• _Task item_: Would you please retype, exactly, the lines of the listing below between the line with "calls are ignored." and the line with "let mut bytes", inclusive?

• _Task input_:
[Start of section]

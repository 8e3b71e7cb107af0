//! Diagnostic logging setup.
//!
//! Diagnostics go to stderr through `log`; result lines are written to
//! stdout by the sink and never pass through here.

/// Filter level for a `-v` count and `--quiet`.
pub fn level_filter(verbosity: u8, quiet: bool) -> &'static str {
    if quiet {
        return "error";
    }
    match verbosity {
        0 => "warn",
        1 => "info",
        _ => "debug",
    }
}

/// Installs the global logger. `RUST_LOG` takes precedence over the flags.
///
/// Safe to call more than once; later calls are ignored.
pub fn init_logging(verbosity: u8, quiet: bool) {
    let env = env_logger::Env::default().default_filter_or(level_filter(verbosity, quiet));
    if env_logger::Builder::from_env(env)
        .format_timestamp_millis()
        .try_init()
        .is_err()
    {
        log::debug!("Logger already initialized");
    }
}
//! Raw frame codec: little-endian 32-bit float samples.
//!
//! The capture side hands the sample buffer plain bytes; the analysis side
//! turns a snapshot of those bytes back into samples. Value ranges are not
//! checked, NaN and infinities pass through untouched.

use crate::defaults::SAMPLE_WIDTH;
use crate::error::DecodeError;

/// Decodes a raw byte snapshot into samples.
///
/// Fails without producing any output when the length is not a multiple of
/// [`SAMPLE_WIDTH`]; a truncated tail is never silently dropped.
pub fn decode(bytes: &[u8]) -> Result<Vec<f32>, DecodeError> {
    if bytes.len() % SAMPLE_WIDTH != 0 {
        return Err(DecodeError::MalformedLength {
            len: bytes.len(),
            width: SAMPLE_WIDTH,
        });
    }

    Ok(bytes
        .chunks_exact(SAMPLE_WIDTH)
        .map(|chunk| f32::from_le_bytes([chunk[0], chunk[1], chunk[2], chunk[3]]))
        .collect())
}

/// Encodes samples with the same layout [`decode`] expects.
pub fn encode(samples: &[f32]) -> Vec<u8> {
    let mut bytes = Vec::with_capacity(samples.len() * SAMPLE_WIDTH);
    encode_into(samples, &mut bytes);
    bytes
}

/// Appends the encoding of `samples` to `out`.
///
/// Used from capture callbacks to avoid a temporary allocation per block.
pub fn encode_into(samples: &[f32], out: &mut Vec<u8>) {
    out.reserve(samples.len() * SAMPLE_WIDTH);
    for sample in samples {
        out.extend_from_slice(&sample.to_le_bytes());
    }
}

[End of section]

• _Answer area_:
/// Safe to call more than once; later calls are ignored.
pub fn init_logging(verbosity: u8, quiet: bool) {
    let env = env_logger::Env::default().default_filter_or(level_filter(verbosity, quiet));
    if env_logger::Builder::from_env(env)
        .format_timestamp_millis()
        .try_init()
        .is_err()
    {
        log::debug!("Logger already initialized");
    }
}
//! Raw frame codec: little-endian 32-bit float samples.
//!
//! The capture side hands the sample buffer plain bytes; the analysis side
//! turns a snapshot of those bytes back into samples. Value ranges are not
//! checked, NaN and infinities pass through untouched.

use crate::defaults::SAMPLE_WIDTH;
use crate::error::DecodeError;

/// Decodes a raw byte snapshot into samples.
///
/// Fails without producing any output when the length is not a multiple of
/// [`SAMPLE_WIDTH`]; a truncated tail is never silently dropped.
pub fn decode(bytes: &[u8]) -> Result<Vec<f32>, DecodeError> {
    if bytes.len() % SAMPLE_WIDTH != 0 {
        return Err(DecodeError::MalformedLength {
            len: bytes.len(),
            width: SAMPLE_WIDTH,
        });
    }

    Ok(bytes
        .chunks_exact(SAMPLE_WIDTH)
        .map(|chunk| f32::from_le_bytes([chunk[0], chunk[1], chunk[2], chunk[3]]))
        .collect())
}

/// Encodes samples with the same layout [`decode`] expects.
pub fn encode(samples: &[f32]) -> Vec<u8> {
    let mut bytes = Vec::with_capacity(samples.len() * SAMPLE_WIDTH);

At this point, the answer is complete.